Many people often confuse the role of OEMs, ODMs, CEMs, and EMS providers, all manufacturing-related services. Understanding the differences between them can help clear the confusion. Here is a look at the definitions and distinctions of these terms.
What Is an OEM?
OEM stands for original equipment manufacturer. An OEM can either deal with sub-systems or components to complete “turnkey products.” When an OEM deals with sub-systems, they provide components re-sold by another company as their own end product.
OEM business models address product innovation and development. This means they design a significant percentage of their products and have intellectual property rights to these products. OEMs are now outsourcing most of their manufacturing, which is why many believe the “M” in the initials “OEM” should be left out.
What Is an EMS Provider?
EMS stands for Electronics Manufacturing Service. EMS provider is a contract manufacturer in the field of electronics. An EMS makes products for OEMs and assists them with design, supply chain management, outbound logistics, configure-to-order, and repair elements.
EMS companies are considered multi-billion-dollar businesses in the “Tier 1” environment. It is no wonder they manufacture renowned items like Microsoft’s Xbox, HP printers, Apple’s iPhone, Cisco routers, and also products for Nintendo and Sony.
These suppliers usually make “Top 10” lists and deal in manufacturing high volume and low complexity products. They also demand multi-million dollar spend levels, and many consumer electronics usually ship from their factories.
Tier 1 suppliers are not suitable for OEMs that deal with low to medium volumes. OEMs are encouraged to find the most suitable supplier for their product range and business model, especially when dealing with complex products.
While tier 1 EMS companies serve the high volume consumer market, smaller tier EMS companies are better suited to serve high technology, high product mix and very specialized OEM product, service and fulfillment needs.
What Is a CEM?
CEM stands for Contract Electronics Manufacturers. They make products under contract for other organizations. They are responsible for manufacturing wholly or partially for OEMs. They are relevant in industries such as defense, gas, oil, industrial, computing, test and measurement, communications and transportation, and instrumentation. Thousands of products are manufactured weekly by these contract manufacturers. These products are then branded with the OEM’s name and sold out by the OEM.
What Is an ODM?
ODM stands for Original Design Manufacturers. ODMs are like contract electronics manufacturers, but they own the Intellectual Property for their products. Contract electronics manufacturers normally take up the designs and Intellectual Property of their customers. Additionally, CEMs produce a wide range of products across different markets, whereas ODMs focus on a small number of specific products.

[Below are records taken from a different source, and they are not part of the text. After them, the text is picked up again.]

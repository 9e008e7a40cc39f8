//! Helpers that accept `image` crate buffers.

use crate::core::{ChannelOrder, FrameView, GrayImageView};
use crate::tracker::{DetectorParams, PatternDetector, PatternError, PatternModel};
use crate::{ArPipeline, CameraModel, DetectError, TrackingResult};
use std::path::Path;

#[cfg(feature = "tracing")]
use tracing::instrument;

/// Borrow an `image::GrayImage` as a core view.
pub fn gray_view(img: &::image::GrayImage) -> GrayImageView<'_> {
    GrayImageView {
        width: img.width() as usize,
        height: img.height() as usize,
        data: img.as_raw(),
    }
}

/// Borrow an `image::RgbImage` as a 3-channel frame.
pub fn rgb_frame(img: &::image::RgbImage) -> FrameView<'_> {
    FrameView {
        width: img.width() as usize,
        height: img.height() as usize,
        channels: 3,
        order: ChannelOrder::Rgb,
        data: img.as_raw(),
    }
}

/// Decode any supported image file to 8-bit luma.
pub fn load_gray(path: impl AsRef<Path>) -> Result<::image::GrayImage, ::image::ImageError> {
    Ok(::image::ImageReader::open(path)?
        .with_guessed_format()?
        .decode()?
        .to_luma8())
}

/// Build a pattern model with `detector`'s extractor and pyramid settings.
pub fn build_pattern(
    detector: &PatternDetector,
    img: &::image::GrayImage,
) -> Result<PatternModel, PatternError> {
    detector.build_pattern(&gray_view(img).into())
}

/// Run a trained detector on an `image::GrayImage`.
#[cfg_attr(
    feature = "tracing",
    instrument(level = "info", skip(detector, img), fields(width = img.width(), height = img.height()))
)]
pub fn detect_pattern(
    detector: &PatternDetector,
    img: &::image::GrayImage,
) -> Result<TrackingResult, DetectError> {
    detector.detect_gray(&gray_view(img))
}

/// Train a pipeline on a grayscale reference image.
pub fn pipeline_from_image(
    pattern: &::image::GrayImage,
    camera: CameraModel,
    params: DetectorParams,
) -> Result<ArPipeline, PatternError> {
    ArPipeline::with_params(&gray_view(pattern).into(), camera, params)
}
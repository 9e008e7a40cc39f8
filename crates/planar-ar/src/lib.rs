//! High-level facade crate for the `planar-ar-*` workspace.
//!
//! This crate provides:
//! - re-exports of the underlying crates,
//! - [`ArPipeline`], which owns a trained detector and the latest
//!   [`TrackingResult`] for a render loop to poll,
//! - (feature-gated) helpers that take `image` crate buffers directly.
//!
//! ## Quickstart
//!
//! ```no_run
//! use planar_ar::{detect, ArPipeline, CameraModel, DetectorParams};
//!
//! # fn main() -> Result<(), Box<dyn std::error::Error>> {
//! let pattern = detect::load_gray("pattern.png")?;
//! let frame = detect::load_gray("frame.png")?;
//!
//! let mut pipeline =
//!     detect::pipeline_from_image(&pattern, CameraModel::default(), DetectorParams::default())?;
//! if pipeline.process_frame(&detect::gray_view(&frame).into())? {
//!     println!("pattern at {:?}", pipeline.result().projected_quad);
//!     println!("pose {:?}", pipeline.pattern_location());
//! }
//! # Ok(())
//! # }
//! ```
//!
//! ## API map
//! - `planar_ar::core`: pixel buffers, homographies, RANSAC, camera and pose.
//! - `planar_ar::features`: keypoints, descriptors, ORB extraction, matching.
//! - `planar_ar::tracker`: pattern model, detector, JSON config and reports.
//! - `planar_ar::detect` (feature `image`): helpers from `image::GrayImage`.

pub use planar_ar_core as core;
pub use planar_ar_features as features;
pub use planar_ar_tracker as tracker;

pub use planar_ar_core::{CameraModel, FrameView, GrayImage, GrayImageView, Homography, Pose};
pub use planar_ar_tracker::{
    DetectError, DetectorParams, MatchPolicy, PatternDetector, PatternError, PatternModel,
    TrackingResult,
};

mod pipeline;
pub use pipeline::ArPipeline;

#[cfg(feature = "image")]
pub mod detect;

The Difference Between an OEM and EMS
Many people wonder why organizations like Apple outsource their production. One of the reasons for this is because these organizations are not good at manufacturing. Furthermore, companies like Apple realized that other manufacturers are better at production and do it cost-effectively. This leaves their workforce to divert their strengths to innovating and enhancing the most recent models.
The core focus is what helps explain the differences between OEMs and EMS providers:
1- Assembly Equipment
OEMs come with surface mount equipment that takes a lot of time to set up. They also have dedicated production lines for their products. On the other hand, EMS companies have more agility. They invest in equipment that can deliver faster changeovers and programming. This contributes to their added flexibility and allows them to run at reduced rates.
2- New Product Introduction (NPI)Process
An OEM designs its products and comes with an established collection of products to sell. Therefore, the frequency of new products introduced into the market by OEMs is low. Since they build products in-house, there is no need to share build documentation with third-party suppliers.
On the other hand, CEMs work with a wide range of OEMs from different markets. They are often called upon to deliver new products to their clients. As a result, the NPI process of CEMs is much more refined and robust because of the vast amount of data they manage. Furthermore, the completeness of their processes will vary depending on the customer and the product they deal with.
3- Supply Chain Expertise
EMS companies manufacture for different customers producing multiple products with the need for a broader and global supply chain.
4- Test Design Expertise
The various PCB assemblies and box build products for which EMS companies design test solutions means they have more experience than OEMs’ engineers.
Therefore, the differences between OEMs and EMS companies lie in their core skills and their manufacturing resources. In light of this, the amount of time needed for an OEM to manufacture products takes much longer.
OEMs who want to outsource their manufacturing should be assured that EMS companies can handle all the processes that OEMs deal with. Still, their output is better, consistent, and efficient because of the wide range of products and markets they service. Furthermore, they have more expertise and experience. This range of experience can add value to the OEM’s business and be a great value to them.